Antidepressants work on the brain and affect the level of chemical messages traveling through. These prescription drugs are often abused and the person builds a tolerance to the drug and needs more to get the same feeling he or she was searching for in the first place.
Dependence on antidepressants doesn’t create addictive behavior like, say, a heroin addict will manifest. The person addicted to antidepressants will probably not be selling everything he owns to get the next pill. However, the withdrawal symptoms are such that a person will sometimes feel he needs assistance in getting off the drug and becoming drug-free once more.

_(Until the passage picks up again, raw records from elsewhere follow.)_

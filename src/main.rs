use anyhow::{Context, Result};
use sensor_readout::cli::Cli;
use sensor_readout::config::{AppConfig, DEFAULT_CONFIG_PATH};
use sensor_readout::output::OutputKind;
use sensor_readout::{logging, service};
use std::path::PathBuf;

#[tokio::main(flavor = "current_thread")]
async fn main() -> Result<()> {
    let cli = Cli::parse_args();

    if cli.version {
        println!("{} {}", env!("CARGO_PKG_NAME"), env!("CARGO_PKG_VERSION"));
        return Ok(());
    }

    // An explicit --config must exist; the default path is optional
    let (config_path, required) = match &cli.config {
        Some(path) => (path.clone(), true),
        None => (PathBuf::from(DEFAULT_CONFIG_PATH), false),
    };
    let mut config = AppConfig::load(&config_path, required)
        .with_context(|| format!("Failed to load {}", config_path.display()))?;
    config.apply_cli_overrides(&cli);
    config.validate()?;

    if cli.dump_config {
        print!("{}", config.to_toml()?);
        return Ok(());
    }

    config.display.output = config.display.output.resolve();
    logging::init(&config.logging, config.display.output != OutputKind::Terminal)?;

    tracing::info!(
        sensor = %config.sensor.kind,
        mode = ?config.display.mode,
        output = ?config.display.output,
        "sensor-readout starting"
    );

    service::run(config).await?;
    Ok(())
}
use super::{
    AxisReading, OrientationReading, Reading, Sensor, SensorEvent, SensorKind, SensorOptions,
};
use crate::error::SensorError;
use chrono::Utc;
use tokio::sync::mpsc::{self, UnboundedReceiver, UnboundedSender};
use tokio::task::JoinHandle;
use tokio::time::{self, MissedTickBehavior};

/// Peak angular rate of the synthetic gyroscope, rad/s
const GYRO_AMPLITUDE: f64 = 0.5;
/// Rotation rate of the synthetic orientation around Z, rad/s
const YAW_RATE: f64 = 0.25;

/// Synthetic device that produces smooth readings at the configured rate
pub struct SimulatedSensor {
    kind: SensorKind,
    options: SensorOptions,
    available: bool,
    sender: Option<UnboundedSender<SensorEvent>>,
    receiver: Option<UnboundedReceiver<SensorEvent>>,
    task: Option<JoinHandle<()>>,
}

impl SimulatedSensor {
    pub fn new(kind: SensorKind, options: SensorOptions) -> Self {
        let (sender, receiver) = mpsc::unbounded_channel();
        Self {
            kind,
            options,
            available: true,
            sender: Some(sender),
            receiver: Some(receiver),
            task: None,
        }
    }

    /// An unavailable device reports `NotReadable` once started
    pub fn with_available(mut self, available: bool) -> Self {
        self.available = available;
        self
    }
}

/// Reading the device reports `elapsed` seconds after start
pub fn synthesize(kind: SensorKind, elapsed: f64) -> Reading {
    let timestamp = Utc::now();
    match kind {
        SensorKind::Gyroscope => Reading::Axes(AxisReading {
            x: Some(GYRO_AMPLITUDE * elapsed.sin()),
            y: Some(GYRO_AMPLITUDE * (elapsed * 0.5).cos()),
            z: Some(GYRO_AMPLITUDE * (elapsed * 0.25).sin()),
            timestamp,
        }),
        SensorKind::RelativeOrientation => {
            let half = YAW_RATE * elapsed / 2.0;
            Reading::Orientation(OrientationReading {
                quaternion: [0.0, 0.0, half.sin(), half.cos()],
                timestamp,
            })
        }
    }
}

impl Sensor for SimulatedSensor {
    fn kind(&self) -> SensorKind {
        self.kind
    }

    fn info(&self) -> String {
        let frame = self
            .options
            .reference_frame
            .map(|f| format!(", {:?} frame", f))
            .unwrap_or_default();
        format!(
            "Simulated {} ({} Hz{})",
            self.kind,
            self.options.frequency.unwrap_or(super::DEFAULT_FREQUENCY_HZ),
            frame
        )
    }

    fn start(&mut self) -> Result<(), SensorError> {
        let Some(sender) = self.sender.take() else {
            return Ok(());
        };

        if !self.available {
            tracing::debug!("Simulated {} unavailable", self.kind);
            let _ = sender.send(SensorEvent::Error(SensorError::NotReadable(
                "simulated device unavailable".to_string(),
            )));
            return Ok(());
        }

        let period = self.options.sample_period()?;
        let runtime = tokio::runtime::Handle::try_current()
            .map_err(|e| SensorError::NotSupported(format!("no event loop: {}", e)))?;
        let kind = self.kind;

        self.task = Some(runtime.spawn(async move {
            let mut interval = time::interval(period);
            interval.set_missed_tick_behavior(MissedTickBehavior::Skip);
            let started = time::Instant::now();

            loop {
                interval.tick().await;
                let elapsed = started.elapsed().as_secs_f64();
                if sender
                    .send(SensorEvent::Reading(synthesize(kind, elapsed)))
                    .is_err()
                {
                    break;
                }
            }
        }));

        tracing::info!(?period, "Simulated {} started", self.kind);
        Ok(())
    }

    fn subscribe(&mut self) -> Option<UnboundedReceiver<SensorEvent>> {
        self.receiver.take()
    }

    fn stop(&mut self) {
        if let Some(task) = self.task.take() {
            task.abort();
        }
    }
}

impl Drop for SimulatedSensor {
    fn drop(&mut self) {
        if let Some(task) = self.task.take() {
            task.abort();
        }
    }
}

#[cfg(test)]
mod tests {
    use super::*;
    use std::time::Duration;

    #[test]
    fn test_synthesized_orientation_is_unit_quaternion() {
        for elapsed in [0.0, 1.0, 7.5] {
            match synthesize(SensorKind::RelativeOrientation, elapsed) {
                Reading::Orientation(r) => {
                    let norm: f64 = r.quaternion.iter().map(|c| c * c).sum();
                    assert!((norm - 1.0).abs() < 1e-9);
                }
                other => panic!("unexpected reading {:?}", other),
            }
        }
    }

    #[test]
    fn test_synthesized_gyroscope_defines_all_axes() {
        match synthesize(SensorKind::Gyroscope, 2.0) {
            Reading::Axes(r) => {
                assert!(r.x.is_some() && r.y.is_some() && r.z.is_some());
            }
            other => panic!("unexpected reading {:?}", other),
        }
    }

    #[tokio::test]
    async fn test_started_sensor_emits_readings() {
        let options = SensorOptions {
            frequency: Some(200.0),
            reference_frame: None,
        };
        let mut sensor = SimulatedSensor::new(SensorKind::Gyroscope, options);
        let mut events = sensor.subscribe().unwrap();
        sensor.start().unwrap();

        for _ in 0..3 {
            let event = time::timeout(Duration::from_secs(2), events.recv())
                .await
                .unwrap()
                .unwrap();
            assert!(matches!(event, SensorEvent::Reading(Reading::Axes(_))));
        }
    }

    #[tokio::test]
    async fn test_no_readings_before_start() {
        let mut sensor = SimulatedSensor::new(SensorKind::Gyroscope, SensorOptions::default());
        let mut events = sensor.subscribe().unwrap();
        let waited = time::timeout(Duration::from_millis(100), events.recv()).await;
        assert!(waited.is_err());
    }

    #[tokio::test]
    async fn test_unavailable_sensor_reports_not_readable() {
        let mut sensor = SimulatedSensor::new(SensorKind::Gyroscope, SensorOptions::default())
            .with_available(false);
        let mut events = sensor.subscribe().unwrap();
        sensor.start().unwrap();

        let event = events.recv().await.unwrap();
        assert!(matches!(
            event,
            SensorEvent::Error(SensorError::NotReadable(_))
        ));
    }

    #[tokio::test]
    async fn test_invalid_frequency_rejected_at_start() {
        let options = SensorOptions {
            frequency: Some(0.0),
            reference_frame: None,
        };
        let mut sensor = SimulatedSensor::new(SensorKind::Gyroscope, options);
        assert!(matches!(
            sensor.start(),
            Err(SensorError::NotSupported(_))
        ));
    }

    #[tokio::test]
    async fn test_unrepresentable_frequencies_rejected_without_panicking() {
        for hz in [1e-300, 1e12] {
            let options = SensorOptions {
                frequency: Some(hz),
                reference_frame: None,
            };
            let mut sensor = SimulatedSensor::new(SensorKind::Gyroscope, options);
            assert!(matches!(
                sensor.start(),
                Err(SensorError::NotSupported(_))
            ));
        }
    }

    #[test]
    fn test_subscribe_only_once() {
        let mut sensor = SimulatedSensor::new(SensorKind::Gyroscope, SensorOptions::default());
        assert!(sensor.subscribe().is_some());
        assert!(sensor.subscribe().is_none());
    }
}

There are people who take these drugs who feel they can’t get through a day without more. Other effects include insomnia, irritability, anxiety (what the drug is supposed to “handle”) and suicidal thoughts. The person can become aggressive, get hostile and very confused. Psychotic episodes are possible. People with no previous history of violence have committed horribly violent crimes when on antidepressants.
Just look at the black-box warnings on antidepressants and see if this indicates they are safe. Research has found that all of these drugs can create adverse mental effects, including psychotic or suicide-related incidents. The U.S. Centers for Disease Control and Prevention has stated that in 2009, twenty percent of high school students were abusing prescription drugs. The risks escalate when not used according to doctor’s instructions.
The Associated Press reported at one time that some people experienced such terrible withdrawal symptoms from antidepressants, they seemed to be hooked for life, never being able to leave them behind. Although some try to taper off the drug, they find it impossible.
It is possible to get off of antidepressants. It will take some professional help, and medical professionals can accomplish the first step. Then a drug rehab can take over for further detoxification and removing toxic residues from the body.